Notons que chez les patients homosexuels cas récemment décrit, les vésicules affectent particulièrement la zone génitale.

Complications

D’après l’OMS:

  • Cas suspect: maladie aiguë avec une fièvre >38,3⁰C, des céphalées intenses, une lymphadénopathie, des douleurs dorsales, myalgie et asthénie intense, suivie d’un à trois jours plus tard d’une éruption cutanée se développant en commençant souvent sur le visage (le plus dense) et s’étendant ensuite ailleurs sur le corps, y compris la plante des pieds et la paume des mains.
  • Cas probable: réponds à la définition de cas clinique, qui n’est pas confirmé en laboratoire, mais qui a un lien épidémiologique avec un cas confirmé ou non.
  • Cas confirmé: un cas cliniquement compatible qui est confirmé en laboratoire.

Diagnostic

Les Orthopoxvirus étant sérologiquement cross réactionnel, la détection par antigène et anticorps ne permet pas de confirmer un diagnostic, en particulier chez les patients ayant sinon reçu un vaccin contre la variole. Le diagnostic se fait donc par analyse PCR d’une lésion cutanée/buccale (frottis ou biopsie) .

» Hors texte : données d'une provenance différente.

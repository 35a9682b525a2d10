// src/fmu/sample.rs

//! Sample vendor FMU
//!
//! Produces a small FMI 2.0 co-simulation FMU shaped like a vendor tool
//! export. Handy for trying the repackager without a real model.

use crate::error::Result;
use crate::fmu::builder::{self, OutputArchive};
use crate::fmu::workdir::WorkingTree;
use std::fs;
use std::path::Path;
use tracing::info;

pub const SAMPLE_MODEL_NAME: &str = "VendorECU_Controller";

const SAMPLE_DESCRIPTOR: &str = r#"<?xml version="1.0" encoding="UTF-8"?>
<fmiModelDescription
    fmiVersion="2.0"
    modelName="VendorECU_Controller"
    guid="{12345678-1234-1234-1234-123456789abc}"
    description="Sample ECU Controller from Vendor Tools"
    generationTool="Vendor FMU Export Tool v3.2.1"
    generationDateAndTime="2024-01-15T10:30:00Z"
    variableNamingConvention="structured"
    numberOfEventIndicators="0">

    <CoSimulation
        modelIdentifier="VendorECU_Controller"
        canHandleVariableCommunicationStepSize="true"
        canInterpolateInputs="false"
        maxOutputDerivativeOrder="0"
        canGetAndSetFMUstate="false"
        canSerializeFMUstate="false"/>

    <ModelVariables>
        <ScalarVariable name="input_voltage" valueReference="0" description="Input voltage signal" causality="input" variability="continuous">
            <Real start="0.0" unit="V"/>
        </ScalarVariable>
        <ScalarVariable name="output_current" valueReference="1" description="Output current" causality="output" variability="continuous">
            <Real start="0.0" unit="A"/>
        </ScalarVariable>
        <ScalarVariable name="controller_mode" valueReference="2" description="Controller operating mode" causality="parameter" variability="fixed">
            <Integer start="1"/>
        </ScalarVariable>
    </ModelVariables>

    <ModelStructure>
        <Outputs>
            <Unknown index="2"/>
        </Outputs>
    </ModelStructure>

</fmiModelDescription>
"#;

const PLACEHOLDER_BINARY: &str = "# Placeholder binary - replace with actual FMU binary\n";

/// Write the sample FMU to `path`
pub fn create_sample(path: impl AsRef<Path>) -> Result<OutputArchive> {
    let path = path.as_ref();
    info!("Creating sample vendor FMU: {}", path.display());

    let tree = WorkingTree::new()?;
    fs::write(tree.descriptor_path(), SAMPLE_DESCRIPTOR)?;

    let binaries = tree.root().join("binaries").join("linux64");
    fs::create_dir_all(&binaries)?;
    fs::write(
        binaries.join(format!("{}.so", SAMPLE_MODEL_NAME)),
        PLACEHOLDER_BINARY,
    )?;

    let archive = builder::build_from_dir(tree.root(), path)?;
    tree.close();
    Ok(archive)
}
// src/error.rs

//! Error types shared by every stage of the repackaging pipeline
//!
//! Each stage fails with one of these variants and the orchestrator passes
//! it through untouched, so callers can match on the stage-specific kind.

use std::path::PathBuf;
use thiserror::Error;

/// Result alias for repackaging operations
pub type Result<T> = std::result::Result<T, Error>;

/// Errors produced while extracting, patching, or rebuilding an FMU
#[derive(Error, Debug)]
pub enum Error {
    /// Source archive path does not exist
    #[error("source archive not found: {}", .0.display())]
    NotFound(PathBuf),

    /// Archive cannot be opened, is corrupt, or contains unsafe entries
    #[error("invalid archive: {0}")]
    ArchiveFormat(String),

    /// No modelDescription.xml at the root of the extracted tree
    #[error("modelDescription.xml not found in {}", .0.display())]
    MissingDescriptor(PathBuf),

    /// modelDescription.xml is not well-formed markup
    #[error("malformed model description: {0}")]
    DescriptorFormat(String),

    /// An injected variable name already exists in the descriptor
    #[error("variable name already declared: {0}")]
    DuplicateName(String),

    /// Injected resource would replace a file not created by this operation
    #[error("resource already exists: {}", .0.display())]
    ResourceConflict(PathBuf),

    /// Output archive could not be assembled
    #[error("failed to write archive {}: {message}", .path.display())]
    Write { path: PathBuf, message: String },

    /// Caller-supplied configuration is unusable
    #[error("invalid configuration: {0}")]
    InvalidConfig(String),

    /// Local filesystem failure while mutating the working tree
    #[error("I/O error: {0}")]
    Io(#[from] std::io::Error),
}

impl Error {
    /// Taxonomy name for user-facing diagnostics
    pub fn kind(&self) -> &'static str {
        match self {
            Self::NotFound(_) => "NotFoundError",
            Self::ArchiveFormat(_) => "ArchiveFormatError",
            Self::MissingDescriptor(_) => "MissingDescriptorError",
            Self::DescriptorFormat(_) => "DescriptorFormatError",
            Self::DuplicateName(_) => "DuplicateNameError",
            Self::ResourceConflict(_) => "ResourceConflictError",
            Self::Write { .. } => "WriteError",
            Self::InvalidConfig(_) => "ConfigError",
            Self::Io(_) => "IoError",
        }
    }

    pub(crate) fn write(path: impl Into<PathBuf>, message: impl std::fmt::Display) -> Self {
        Self::Write {
            path: path.into(),
            message: message.to_string(),
        }
    }
}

En Suisse, l’échantillon sera envoyé au Centre national de Référence des Infections Virales Emergentes (CRIVE), a Genève, dans une enveloppe triple-protégée (categorie B UN 3373 (triple emballage)).

Déclaration OFSP

Comme dans la plupart des pays, une déclaration auprès des instances de santé est obligatoire; en Suisse, en cas de suspicion (voir « cas suspect » ci-dessus), la déclaration doit être faite dans les 2 heures, par téléphone, et fiche officielle de déclaration.

Traitement

Le traitement est principalement symptomatique. Dans les cas sévères, un traitement antiviral, le Tecovirimat, peut être administré sur avis spécialisé. Ce traitement n’est actuellement pas autorisé en Suisse et n’est pas disponible.

Prévention

L’isolement est le moyen préventif de transmission le plus fiable, et doit être maintenu jusqu’au moment où les dernières vésicules se sont transformées en croûtes.

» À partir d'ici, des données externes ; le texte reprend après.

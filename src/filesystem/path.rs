// src/filesystem/path.rs

//! Path sanitization utilities for archive entries
//!
//! Entry names inside an FMU come from whatever tool exported it. They are
//! untrusted input and must never be allowed to resolve outside the
//! working tree they are extracted into.

use crate::error::{Error, Result};
use std::path::{Component, Path, PathBuf};

/// Sanitize an archive entry name into a relative filesystem path
///
/// This function:
/// 1. Treats both `/` and `\` as separators (zip writers on Windows emit `\`)
/// 2. Rejects absolute names and drive prefixes
/// 3. Rejects names containing `..` (parent directory) components
/// 4. Skips `.` (current directory) components
/// 5. Rejects names that are empty after normalization
///
/// # Security
///
/// A hostile archive could attempt to write outside the extraction root
/// using names like:
/// - `../../../etc/passwd`
/// - `/etc/passwd`
/// - `resources/../../escape.txt`
///
/// All of these fail with [`Error::ArchiveFormat`].
///
/// # Examples
///
/// ```
/// use fmurepack::filesystem::path::sanitize_entry_name;
/// use std::path::PathBuf;
///
/// assert_eq!(
///     sanitize_entry_name("binaries/linux64/model.so").unwrap(),
///     PathBuf::from("binaries/linux64/model.so")
/// );
/// assert!(sanitize_entry_name("../etc/passwd").is_err());
/// assert!(sanitize_entry_name("/etc/passwd").is_err());
/// ```
pub fn sanitize_entry_name(name: &str) -> Result<PathBuf> {
    let unified = name.replace('\\', "/");

    if unified.starts_with('/') || has_drive_prefix(&unified) {
        return Err(Error::ArchiveFormat(format!(
            "entry uses an absolute path: {}",
            name
        )));
    }

    let mut normalized = PathBuf::new();

    for component in Path::new(&unified).components() {
        match component {
            Component::Normal(c) => normalized.push(c),
            Component::CurDir => {}
            Component::ParentDir => {
                return Err(Error::ArchiveFormat(format!(
                    "entry escapes the extraction root: {}",
                    name
                )));
            }
            Component::Prefix(_) | Component::RootDir => {
                return Err(Error::ArchiveFormat(format!(
                    "entry uses an absolute path: {}",
                    name
                )));
            }
        }
    }

    if normalized.as_os_str().is_empty() {
        return Err(Error::ArchiveFormat(format!("entry has an empty name: {:?}", name)));
    }

    Ok(normalized)
}

/// Convert a path relative to the working tree into a portable entry name
///
/// Components are joined with `/` regardless of the host separator.
/// Returns `None` for paths that are not plain relative UTF-8 paths.
pub fn archive_entry_name(relative: &Path) -> Option<String> {
    let mut parts = Vec::new();

    for component in relative.components() {
        match component {
            Component::Normal(c) => parts.push(c.to_str()?),
            Component::CurDir => {}
            _ => return None,
        }
    }

    if parts.is_empty() {
        None
    } else {
        Some(parts.join("/"))
    }
}

fn has_drive_prefix(name: &str) -> bool {
    let bytes = name.as_bytes();
    bytes.len() >= 2 && bytes[0].is_ascii_alphabetic() && bytes[1] == b':'
}
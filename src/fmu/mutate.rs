// src/fmu/mutate.rs

//! Descriptor edits
//!
//! Both edits take the current descriptor by reference and hand back an
//! updated copy, so a failed edit leaves the caller's descriptor exactly as
//! it was.

use crate::error::{Error, Result};
use crate::fmu::descriptor::{
    Causality, ModelDescriptor, ScalarType, Variability, MODEL_STRUCTURE, MODEL_VARIABLES,
    SCALAR_VARIABLE,
};
use crate::fmu::xml::{Element, Node};
use chrono::{DateTime, SecondsFormat, Utc};
use std::collections::HashSet;
use tracing::{debug, info};

/// Typed value slot of a new variable, with an optional start value
#[derive(Debug, Clone, PartialEq)]
pub enum TypedValue {
    Real(Option<f64>),
    Integer(Option<i32>),
    Boolean(Option<bool>),
    String(Option<String>),
}

impl TypedValue {
    pub fn scalar_type(&self) -> ScalarType {
        match self {
            Self::Real(_) => ScalarType::Real,
            Self::Integer(_) => ScalarType::Integer,
            Self::Boolean(_) => ScalarType::Boolean,
            Self::String(_) => ScalarType::String,
        }
    }

    /// Start value rendered as xs:double / xs:int / xs:boolean / xs:string
    pub fn start_text(&self) -> Option<String> {
        match self {
            Self::Real(v) => v.map(format_real),
            Self::Integer(v) => v.map(|v| v.to_string()),
            Self::Boolean(v) => v.map(|v| v.to_string()),
            Self::String(v) => v.clone(),
        }
    }
}

fn format_real(value: f64) -> String {
    if value.is_nan() {
        "NaN".to_string()
    } else if value.is_infinite() {
        let inf = if value > 0.0 { "INF" } else { "-INF" };
        inf.to_string()
    } else {
        format!("{:?}", value)
    }
}

/// A variable to add to the descriptor
#[derive(Debug, Clone, PartialEq)]
pub struct VariableSpec {
    pub name: String,
    pub description: String,
    pub causality: Causality,
    pub variability: Variability,
    pub value: TypedValue,
}

impl VariableSpec {
    pub fn new(
        name: impl Into<String>,
        causality: Causality,
        variability: Variability,
        value: TypedValue,
    ) -> Self {
        Self {
            name: name.into(),
            description: String::new(),
            causality,
            variability,
            value,
        }
    }

    pub fn with_description(mut self, description: impl Into<String>) -> Self {
        self.description = description.into();
        self
    }

    /// Build the declaration element for the given FMI generation
    fn to_element(&self, value_reference: u32, fmi3: bool) -> Element {
        let scalar_type = self.value.scalar_type();
        let tag = if fmi3 {
            scalar_type.fmi3_element()
        } else {
            SCALAR_VARIABLE
        };

        let mut element = Element::new(tag)
            .with_attr("name", self.name.as_str())
            .with_attr("valueReference", value_reference.to_string());
        if !self.description.is_empty() {
            element.set_attr("description", self.description.as_str());
        }
        element.set_attr("causality", self.causality.as_str());
        element.set_attr("variability", self.variability.as_str());

        let start = self.value.start_text();
        if fmi3 {
            match (scalar_type, start) {
                (ScalarType::String, Some(s)) => {
                    element = element.with_child(Element::new("Start").with_attr("value", s));
                }
                (_, Some(s)) => element.set_attr("start", s),
                (_, None) => {}
            }
        } else {
            let mut typed = Element::new(scalar_type.fmi2_element());
            if let Some(s) = start {
                typed.set_attr("start", s);
            }
            element = element.with_child(typed);
        }

        element
    }
}

/// Provenance applied to the descriptor root
#[derive(Debug, Clone, PartialEq, Eq)]
pub struct MetadataStamp {
    /// Appended to the existing description; empty leaves it alone
    pub description_suffix: String,
    /// New `generationTool` value
    pub generation_tool: String,
    /// New `generationDateAndTime` value
    pub timestamp: DateTime<Utc>,
}

/// Add `specs` to the descriptor's variable list
///
/// New value references continue after the largest existing one, in input
/// order. Every name is checked against the document (and the rest of the
/// batch) before anything is changed.
pub fn inject_variables(
    descriptor: &ModelDescriptor,
    specs: &[VariableSpec],
) -> Result<ModelDescriptor> {
    info!("[3/6] Injecting {} variables", specs.len());

    let mut names: HashSet<&str> = descriptor.variable_names().into_iter().collect();
    for spec in specs {
        if spec.name.trim().is_empty() {
            return Err(Error::InvalidConfig("variable name must not be empty".to_string()));
        }
        if !names.insert(spec.name.as_str()) {
            return Err(Error::DuplicateName(spec.name.clone()));
        }
    }

    let first_ref = match descriptor.value_references()?.into_iter().max() {
        Some(max) => max.checked_add(1),
        None => Some(0),
    };
    let refs: Vec<u32> = (0..specs.len())
        .map(|offset| first_ref.and_then(|first| first.checked_add(offset as u32)))
        .collect::<Option<_>>()
        .ok_or_else(|| {
            Error::DescriptorFormat("no value references left to assign".to_string())
        })?;

    let mut updated = descriptor.clone();
    if specs.is_empty() {
        return Ok(updated);
    }

    let fmi3 = updated.is_fmi3();
    let mut outputs = Vec::new();

    let root = updated.root_mut();
    let insert_at = root
        .child_position(MODEL_STRUCTURE)
        .unwrap_or(root.children.len());
    let variables = root.ensure_child(MODEL_VARIABLES, insert_at);

    for (spec, vr) in specs.iter().zip(refs) {
        variables
            .children
            .push(Node::Element(spec.to_element(vr, fmi3)));
        info!("  Added {} (valueReference: {})", spec.name, vr);

        if spec.causality == Causality::Output {
            let index = variables
                .elements()
                .filter(|e| e.name == SCALAR_VARIABLE)
                .count();
            outputs.push((vr, index));
        }
    }

    for (vr, index) in outputs {
        register_output(updated.root_mut(), fmi3, vr, index);
    }

    Ok(updated)
}

/// List a new output in the structure section
///
/// FMI 2 references outputs by 1-based position in `ModelVariables`,
/// FMI 3 by value reference.
fn register_output(root: &mut Element, fmi3: bool, value_reference: u32, index: usize) {
    let after_variables = root
        .child_position(MODEL_VARIABLES)
        .map_or(root.children.len(), |p| p + 1);
    let structure = root.ensure_child(MODEL_STRUCTURE, after_variables);

    if fmi3 {
        let at = structure
            .children
            .iter()
            .rposition(|n| matches!(n, Node::Element(e) if e.name == "Output"))
            .map_or(0, |p| p + 1);
        structure.children.insert(
            at,
            Node::Element(
                Element::new("Output").with_attr("valueReference", value_reference.to_string()),
            ),
        );
    } else {
        let outputs = structure.ensure_child("Outputs", 0);
        outputs.children.push(Node::Element(
            Element::new("Unknown").with_attr("index", index.to_string()),
        ));
    }

    debug!("Registered output valueReference {} in {}", value_reference, MODEL_STRUCTURE);
}

/// Stamp provenance onto the descriptor root
///
/// The suffix is appended to the vendor description (never replacing it)
/// and is not appended twice. `generationTool` and `generationDateAndTime`
/// are overwritten.
pub fn annotate_metadata(descriptor: &ModelDescriptor, stamp: &MetadataStamp) -> ModelDescriptor {
    let mut updated = descriptor.clone();
    let root = updated.root_mut();

    let suffix = stamp.description_suffix.trim();
    if !suffix.is_empty() {
        let original = root.attr("description").unwrap_or_default().trim_end();
        if !original.ends_with(suffix) {
            let description = if original.is_empty() {
                suffix.to_string()
            } else {
                format!("{} {}", original, suffix)
            };
            root.set_attr("description", description);
        }
    }

    root.set_attr("generationTool", stamp.generation_tool.as_str());
    root.set_attr(
        "generationDateAndTime",
        stamp.timestamp.to_rfc3339_opts(SecondsFormat::Secs, true),
    );

    info!("  Stamped generationTool: {}", stamp.generation_tool);
    updated
}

Pour toute personne appel a côtoyé un patient potentiellement infect, le port de masque, d’une surblouse et de gants est recommandé

Il n’y a pas de recommandation de mise en quarantaine des contacts étroits (définis comme suit: personnes vivant sous le même toit, soignants avec contact direct sans matériel de protection, contacts intimes alors que la personne est symptomatique et jusqu’au moment où les dernières vésicules se sont transformées en croûtes).

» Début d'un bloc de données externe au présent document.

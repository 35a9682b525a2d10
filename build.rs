// build.rs

use clap::{Arg, ArgAction, ArgGroup, Command};
use clap_mangen::Man;
use std::env;
use std::fs;
use std::path::PathBuf;

fn path_arg(id: &'static str, long: &'static str, help: &'static str) -> Arg {
    Arg::new(id).long(long).value_name("PATH").help(help)
}

fn build_cli() -> Command {
    Command::new("fmurepack")
        .version(env!("CARGO_PKG_VERSION"))
        .author("fmurepack Contributors")
        .about("Repackage FMUs with an MCP server wrapper layer")
        .arg(path_arg("input", "input", "Path to the existing FMU file").short('i'))
        .arg(
            path_arg("output", "output", "Path where the repackaged FMU will be saved")
                .short('o'),
        )
        .arg(path_arg(
            "mcp_config",
            "mcp-config",
            "Path to an MCP configuration JSON file merged over the defaults",
        ))
        .arg(
            Arg::new("allow_overwrite")
                .long("allow-overwrite")
                .action(ArgAction::SetTrue)
                .help("Let injected resources replace files shipped in the source FMU"),
        )
        .arg(
            path_arg("create_sample", "create-sample", "Create a sample vendor FMU for testing")
                .value_name("OUTPUT_PATH"),
        )
        .arg(path_arg("inspect", "inspect", "Print the entries and descriptor of an FMU"))
        .arg(
            Arg::new("verbose")
                .short('v')
                .long("verbose")
                .action(ArgAction::SetTrue)
                .help("Log pipeline details"),
        )
        .arg(
            Arg::new("quiet")
                .short('q')
                .long("quiet")
                .action(ArgAction::SetTrue)
                .help("Only log warnings and errors"),
        )
        .group(
            ArgGroup::new("mode")
                .required(true)
                .args(["input", "create_sample", "inspect"]),
        )
}

fn main() {
    println!("cargo:rerun-if-changed=build.rs");

    let manifest_dir = match env::var("CARGO_MANIFEST_DIR") {
        Ok(dir) => PathBuf::from(dir),
        Err(e) => {
            println!("cargo:warning=CARGO_MANIFEST_DIR not set: {}", e);
            return;
        }
    };
    let man_dir = manifest_dir.join("man");

    if let Err(e) = fs::create_dir_all(&man_dir) {
        println!("cargo:warning=Failed to create man directory: {}", e);
        return;
    }

    let man = Man::new(build_cli());
    let mut buffer = Vec::new();

    if let Err(e) = man.render(&mut buffer) {
        println!("cargo:warning=Failed to render man page: {}", e);
        return;
    }

    let man_path = man_dir.join("fmurepack.1");
    if let Err(e) = fs::write(&man_path, buffer) {
        println!("cargo:warning=Failed to write man page: {}", e);
    }
}
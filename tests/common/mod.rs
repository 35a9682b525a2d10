// tests/common/mod.rs

//! Shared test utilities and helpers for integration tests.

#![allow(dead_code)]

use chrono::{DateTime, TimeZone, Utc};
use fmurepack::RepackageConfig;
use std::fs::File;
use std::io::Write;
use std::path::{Path, PathBuf};
use zip::write::FileOptions;
use zip::{CompressionMethod, ZipWriter};

/// Descriptor of a typical vendor export: three variables, refs 0..=2.
pub const VENDOR_DESCRIPTOR: &str = r#"<?xml version="1.0" encoding="UTF-8"?>
<!-- exported by Vendor Tool -->
<fmiModelDescription fmiVersion="2.0" modelName="Plant" guid="{0f1e2d3c-aaaa-bbbb-cccc-000000000001}" description="Vendor plant model" generationTool="Vendor Tool 9.1" generationDateAndTime="2023-05-01T08:00:00Z" numberOfEventIndicators="0">
  <CoSimulation modelIdentifier="Plant" canHandleVariableCommunicationStepSize="true"/>
  <UnitDefinitions>
    <Unit name="V"/>
  </UnitDefinitions>
  <ModelVariables>
    <ScalarVariable name="u" valueReference="0" causality="input" variability="continuous">
      <Real start="0.0" unit="V"/>
    </ScalarVariable>
    <ScalarVariable name="y" valueReference="1" causality="output" variability="continuous">
      <Real/>
    </ScalarVariable>
    <ScalarVariable name="mode" valueReference="2" causality="parameter" variability="fixed">
      <Integer start="1"/>
    </ScalarVariable>
  </ModelVariables>
  <ModelStructure>
    <Outputs>
      <Unknown index="2"/>
    </Outputs>
  </ModelStructure>
</fmiModelDescription>
"#;

/// Stand-in for a platform binary; not valid UTF-8 on purpose.
pub const VENDOR_BINARY: &[u8] = &[0x7f, b'E', b'L', b'F', 0x02, 0x01, 0x00, 0xff, 0xfe, 0x80];

/// Write a zip at `path` with the given raw entry names and contents.
///
/// Names are stored verbatim, so hostile names like `../evil` can be used.
pub fn write_fmu(path: &Path, entries: &[(&str, &[u8])]) {
    let file = File::create(path).unwrap();
    let mut zip = ZipWriter::new(file);
    let options = FileOptions::default().compression_method(CompressionMethod::Deflated);
    for (name, content) in entries {
        zip.start_file(*name, options).unwrap();
        zip.write_all(content).unwrap();
    }
    zip.finish().unwrap();
}

/// Write a vendor-style FMU into `dir` and return its path.
pub fn vendor_fmu(dir: &Path) -> PathBuf {
    vendor_fmu_with(dir, "vendor.fmu", &[])
}

/// Vendor FMU plus extra entries.
pub fn vendor_fmu_with(dir: &Path, name: &str, extra: &[(&str, &[u8])]) -> PathBuf {
    let path = dir.join(name);
    let mut entries: Vec<(&str, &[u8])> = vec![
        ("modelDescription.xml", VENDOR_DESCRIPTOR.as_bytes()),
        ("binaries/linux64/Plant.so", VENDOR_BINARY),
        ("binaries/win64/Plant.dll", b"MZ\x90\x00"),
        ("documentation/index.html", b"<html><body>Plant</body></html>"),
        ("resources/lookup.csv", b"t,y\n0,1\n"),
    ];
    entries.extend_from_slice(extra);
    write_fmu(&path, &entries);
    path
}

/// Overwrite the uncompressed size the central directory records for `entry`.
///
/// The stored data is left alone, so the archive lies about its content.
pub fn set_declared_size(path: &Path, entry: &str, size: u32) {
    let mut bytes = std::fs::read(path).unwrap();
    let u16_at = |b: &[u8], i: usize| u16::from_le_bytes([b[i], b[i + 1]]) as usize;

    // End of central directory record, written without a comment
    let eocd = bytes.len() - 22;
    assert_eq!(&bytes[eocd..eocd + 4], b"PK\x05\x06");
    let count = u16_at(&bytes, eocd + 10);
    let mut record = u32::from_le_bytes(bytes[eocd + 16..eocd + 20].try_into().unwrap()) as usize;

    for _ in 0..count {
        assert_eq!(&bytes[record..record + 4], b"PK\x01\x02");
        let name_len = u16_at(&bytes, record + 28);
        let extra_len = u16_at(&bytes, record + 30);
        let comment_len = u16_at(&bytes, record + 32);
        if &bytes[record + 46..record + 46 + name_len] == entry.as_bytes() {
            bytes[record + 24..record + 28].copy_from_slice(&size.to_le_bytes());
            std::fs::write(path, bytes).unwrap();
            return;
        }
        record += 46 + name_len + extra_len + comment_len;
    }
    panic!("{} not in central directory", entry);
}

/// Fixed generation time so outputs are predictable.
pub fn fixed_timestamp() -> DateTime<Utc> {
    Utc.with_ymd_and_hms(2026, 3, 1, 12, 30, 0).unwrap()
}

/// Default config pinned to [`fixed_timestamp`].
pub fn test_config() -> RepackageConfig {
    RepackageConfig::new().with_timestamp(fixed_timestamp())
}

/// Working trees of this process still present in the temp dir.
pub fn leftover_working_trees() -> Vec<PathBuf> {
    let prefix = format!("fmu_repackage_{}_", std::process::id());
    std::fs::read_dir(std::env::temp_dir())
        .unwrap()
        .filter_map(|e| e.ok())
        .filter(|e| e.file_name().to_string_lossy().starts_with(&prefix))
        .map(|e| e.path())
        .collect()
}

Notons que, comme précédemment décrit, la vaccination contre la variole humaine a été démontrée par plusieurs études d’observation comme étant efficace à environ 85 % pour prévenir la variole du singe, et un vaccin à virus vivant atténué qui a été approuvé par la Food and Drug Administration en 2019 pour la prévention de la variole du singe (Imvamune ou Imvanex) (non disponible en Suisse).

Bibliographie

OFSP. https://www.bag.admin.ch/bag/fr/home/krankheiten/krankheiten-im-ueberblick/affenpocken.html

Hopitaux Universitaire de Geneve. https://www.hug.ch/centre-maladies-virales-emergentes/variole-du-singe-monkeypox

OMS. https://www.who.int/news-room/fact-sheets/detail/monkeypox

ECDC. https://www.ecdc.europa.eu/en/news-events/monkeypox-cases-reported-uk-and-portugal

Di Giulio DB, Eckburg PB. Human monkeypox: an emerging zoonosis. Lancet Infect Dis. 2004 Jan;4(1):15-25. doi: 10.1016/s1473-3099(03)00856-9. Erratum in: Lancet Infect Dis. 2004 Apr;4(4):251.

McCollum AM, Damon IK. Human monkeypox. Clin Infect Dis. 2014 Jan;58(2):260-7. doi: 10.1093/cid/cit703. Epub 2013 Oct 24. Erratum in: Clin Infect Dis. 2014 Jun;58(12):1792.